Dans la comédie de l’Histoire
Alexis Ragougneau signe un roman d’aventures dans la France de l’épuration
La culpabilité, les erreurs, les compromissions et l’opportunisme sont-ils solubles dans le temps? Les Français, à l’évidence, n’en ont pas encore fini avec certaines périodes troubles de l’Histoire européenne.
En mai 1945, le metteur en scène danois Niels Rasmussen, «colosse au regard d’enfant» et résistant de la première heure (il vient de passer trois ans à faire sauter des trains), reçoit à Copenhague par courrier anonyme une page du Parisien libéré.
Il a sous les yeux l’annonce d’un procès d’épuration pendant lequel son meilleur ami, le dramaturge français Jean-François Canonnier, sera bientôt jugé pour «intelligence avec l’ennemi», risquant la peine de mort.
Cherchant à savoir ce qui a pu lui arriver pendant la guerre, le Danois quitte Copenhague pour Paris, laissant derrière lui sa compagne enceinte. Il va traverser l’Europe avant de débarquer dans le Paris du marché noir et des règlements de comptes, avec ses zones grises, ses procès expéditifs, ses redresseurs de torts, ses héros réels ou instantanés. C’est l’univers d’ombres qui se retrouve au coeur de Niels, troisième roman d’Alexis Ragougneau.
Au cours des quelques années passées par Rasmussen en France, les deux amis avaient monté ensemble trois pièces et le Danois, amateur de Louis Jouvet, en est convaincu: seule la littérature intéressait son ami. Comment a-t-il pu alors se retrouver dans cette situation, la même que pour les Brasillach, Drieu La Rochelle, Rebatet, Henr y de Montherlant ?
Rasmussen va ainsi mener sa propre enquête en se méfiant des uns et des autres. « Écrire des pièces, quand bien même célébrant la Révolution nationale, équivalait-il à racketter des pauvres gens, à les dénoncer tous — mari, femme et enfants —, enfin à les entasser dans les trains à bestiaux en partance pour l’enfer?»

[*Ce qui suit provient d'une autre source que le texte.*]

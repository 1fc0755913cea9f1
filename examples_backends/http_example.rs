use std::sync::Arc;

use tokio::time::Duration;
use tracing::{error, info, warn};
use tracing_logstore_sink::{
    config::ProducerConfig,
    http::HttpSink,
    init::{init_tracing_with_config, LayerConfig},
};

#[tokio::main]
async fn main() -> Result<(), Box<dyn std::error::Error>> {
    // Example: LOG_SINK_ENDPOINT=http://localhost:8080 LOG_SINK_PROJECT=demo LOG_SINK_LOGSTORE=app
    let sink = Arc::new(HttpSink::from_env()?);
    let destination = ProducerConfig::from_env()?;

    let guard = init_tracing_with_config(sink, destination, LayerConfig::default())?;

    info!("http example started");
    warn!(retries = 2u64, "upstream slow");
    error!(code = 502u64, upstream = "billing", "upstream unavailable");

    let stats = guard.stats();
    println!("enqueued {} records", stats.enqueued());
    guard.shutdown(Duration::from_secs(10)).await?;
    Ok(())
}
use crate::config::ProducerConfig;
use crate::core::{CheckedEntry, Core};
use crate::encoder::FieldEncoder;
use crate::entry::Entry;
use crate::error::Result;
use crate::field::Field;
use crate::level::Level;
use crate::producer::Producer;
use crate::record::{Destination, LogRecord};
use chrono::Utc;
use std::sync::Arc;
use std::time::Duration;

/// Upper bound `sync` waits for the producer to flush.
pub const SYNC_TIMEOUT: Duration = Duration::from_secs(30);

/// [`Core`] that encodes entries into flat string records and hands them to
/// a [`Producer`].
///
/// Lifecycle: constructed, then serving `write` calls, then closed by
/// `sync`. Writes after `sync` fail with the producer's `Closed` error.
#[derive(Clone)]
pub struct LogStoreCore {
    config: Arc<ProducerConfig>,
    destination: Arc<Destination>,
    enc: FieldEncoder,
    producer: Arc<dyn Producer>,
    sync_timeout: Duration,
}

impl LogStoreCore {
    pub fn new(enc: FieldEncoder, producer: Arc<dyn Producer>, config: ProducerConfig) -> Self {
        let destination = Destination::from(&config);
        LogStoreCore {
            config: Arc::new(config),
            destination: Arc::new(destination),
            enc,
            producer,
            sync_timeout: SYNC_TIMEOUT,
        }
    }

    /// Override the bound used by `sync`.
    #[must_use]
    pub fn with_sync_timeout(mut self, timeout: Duration) -> Self {
        self.sync_timeout = timeout;
        self
    }

    /// Derive a core whose encoder also carries `fields`.
    ///
    /// The derived core shares the producer and configuration; its field map
    /// is an independent copy, so neither side sees the other's additions.
    pub fn with_fields(&self, fields: &[Field]) -> Result<Self> {
        let mut clone = self.clone();
        clone.enc.add_fields(fields)?;
        Ok(clone)
    }

    pub fn encoder(&self) -> &FieldEncoder {
        &self.enc
    }

    pub fn producer_config(&self) -> &ProducerConfig {
        &self.config
    }
}

impl Core for LogStoreCore {
    fn enabled(&self, level: Level) -> bool {
        level >= self.config.min_level
    }

    fn with(&self, fields: &[Field]) -> Result<Box<dyn Core>> {
        Ok(Box::new(self.with_fields(fields)?))
    }

    fn check<'a>(&'a self, entry: &Entry, checked: Option<CheckedEntry<'a>>) -> Option<CheckedEntry<'a>> {
        if self.enabled(entry.level) {
            return Some(CheckedEntry::add_core(checked, entry, self));
        }
        checked
    }

    fn write(&self, entry: &Entry, fields: &[Field]) -> Result<()> {
        let flat = self.enc.encode_entry(entry, fields)?;
        let now = u32::try_from(Utc::now().timestamp()).unwrap_or(u32::MAX);
        let record = LogRecord::new(now, flat);
        self.producer.send_log(&self.destination, record)?;
        Ok(())
    }

    fn sync(&self) -> Result<()> {
        self.producer.close(self.sync_timeout)?;
        Ok(())
    }
}

#[cfg(test)]
mod tests {
    use super::*;
    use crate::config::EncoderConfig;
    use crate::error::{Error, ProducerError};
    use crate::marshal::ObjectMarshalerFn;
    use crate::producer::MemoryProducer;

    fn core_with(min_level: Level) -> (LogStoreCore, Arc<MemoryProducer>) {
        let producer = Arc::new(MemoryProducer::new());
        let enc = FieldEncoder::new(Arc::new(EncoderConfig::production()));
        let config = ProducerConfig::new("proj", "store")
            .with_topic("web")
            .with_source("host-1")
            .with_min_level(min_level);
        (LogStoreCore::new(enc, producer.clone(), config), producer)
    }

    fn log(core: &dyn Core, entry: Entry, fields: &[Field]) -> Result<()> {
        match core.check(&entry, None) {
            Some(checked) => checked.write(fields),
            None => Ok(()),
        }
    }

    #[test]
    fn disabled_levels_never_reach_the_producer() {
        let (core, producer) = core_with(Level::Warn);
        log(&core, Entry::new(Level::Debug, "d"), &[]).unwrap();
        log(&core, Entry::new(Level::Info, "i"), &[]).unwrap();
        assert!(producer.is_empty());
        assert!(!core.enabled(Level::Info));
        assert!(core.enabled(Level::Fatal));
    }

    #[test]
    fn write_attaches_destination_and_time() {
        let (core, producer) = core_with(Level::Info);
        let before = Utc::now().timestamp() as u32;
        log(&core, Entry::new(Level::Error, "failed"), &[Field::i64("code", 500)]).unwrap();

        let records = producer.records();
        assert_eq!(records.len(), 1);
        let (dest, record) = &records[0];
        assert_eq!(dest.project, "proj");
        assert_eq!(dest.logstore, "store");
        assert_eq!(dest.topic, "web");
        assert_eq!(dest.source, "host-1");
        assert!(record.time >= before);
        assert_eq!(record.get("msg"), Some("failed"));
        assert_eq!(record.get("level"), Some("error"));
        assert_eq!(record.get("code"), Some("500"));
    }

    #[test]
    fn with_fields_is_copy_on_write() {
        let (root, producer) = core_with(Level::Info);
        let child = root.with_fields(&[Field::string("request_id", "r-1")]).unwrap();
        let grandchild = child.with(&[Field::string("user", "bob")]).unwrap();

        log(&root, Entry::new(Level::Info, "root"), &[]).unwrap();
        log(&child, Entry::new(Level::Info, "child"), &[]).unwrap();
        log(&*grandchild, Entry::new(Level::Info, "grandchild"), &[]).unwrap();

        let records = producer.records();
        let root_rec = &records[0].1;
        let child_rec = &records[1].1;
        let grand_rec = &records[2].1;
        assert_eq!(root_rec.get("request_id"), None);
        assert_eq!(root_rec.get("user"), None);
        assert_eq!(child_rec.get("request_id"), Some("r-1"));
        assert_eq!(child_rec.get("user"), None);
        assert_eq!(grand_rec.get("request_id"), Some("r-1"));
        assert_eq!(grand_rec.get("user"), Some("bob"));
    }

    #[test]
    fn encoding_error_aborts_the_write() {
        let (core, producer) = core_with(Level::Info);
        let bad = Field::object(
            "payload",
            ObjectMarshalerFn::new(|_| Err(Error::encoding("payload", "cyclic"))),
        );
        let err = log(&core, Entry::new(Level::Info, "x"), &[bad]).unwrap_err();
        assert!(matches!(err, Error::Encoding { .. }));
        assert!(producer.is_empty());
    }

    #[test]
    fn sync_twice_reports_closed_and_writes_fail_after() {
        let (core, producer) = core_with(Level::Info);
        core.sync().unwrap();
        assert!(producer.is_closed());
        assert!(matches!(core.sync(), Err(Error::Transport(ProducerError::Closed))));
        let err = core.write(&Entry::new(Level::Info, "late"), &[]).unwrap_err();
        assert!(matches!(err, Error::Transport(ProducerError::Closed)));
    }

    #[test]
    fn derived_cores_share_the_producer() {
        let (root, producer) = core_with(Level::Info);
        let child = root.with_fields(&[Field::bool("child", true)]).unwrap();
        child.sync().unwrap();
        assert!(producer.is_closed());
        assert!(root.sync().is_err());
    }
}
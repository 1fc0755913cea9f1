use crate::record::LogBatch;
use async_trait::async_trait;
use std::error::Error;

/// Asynchronous destination for [`LogBatch`]es produced by a
/// [`BatchProducer`](crate::producer::BatchProducer).
///
/// Implementations are responsible for transporting records to a concrete
/// backend (HTTP ingestion endpoint, stdout, etc). The producer calls `send`
/// from a background task and never awaits it on the application thread.
#[async_trait]
pub trait LogSink: Send + Sync {
    /// Send one batch of records sharing a destination.
    ///
    /// **Returns**
    /// - `Ok(())` if the batch was accepted by the backend.
    /// - `Err(..)` if the backend failed (network error, serialization
    ///   error, HTTP status, etc.). The producer treats this as a transient
    ///   failure and retries the batch with backoff, up to its retry limit.
    async fn send(&self, batch: &LogBatch) -> Result<(), Box<dyn Error + Send + Sync>>;

    /// Flush any buffered records, if the backend implements buffering.
    ///
    /// Called once when the producer closes. Default implementation is a
    /// no-op.
    async fn flush(&self) -> Result<(), Box<dyn Error + Send + Sync>> {
        Ok(())
    }
}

Niels est ainsi une plongée dans la comédie de l’Histoire. Avec des professions de foi envers la France libre, qui font sourire tant elles sonnent faux, et des décors interchangeables. Car les prisons où l’on parquait les familles juives en attendant de les déporter sont vite devenues les geôles des collaborateurs démasqués, personnages costumés à la va-vite et retourneurs de vestes.
Avec ce roman d’aventures historique en cinq actes campé dans le Paris de l’épuration, Alexis Ragougneau explore avec habileté la mince frontière qui sépare mensonge et vérité, bons et méchants. Lui-même auteur de polars et dramaturge, l’écrivain a l’habitude des zones grises et des dialogues — son roman, servi par une phrase sans éclat, en compte d’ailleurs peut-être un peu trop.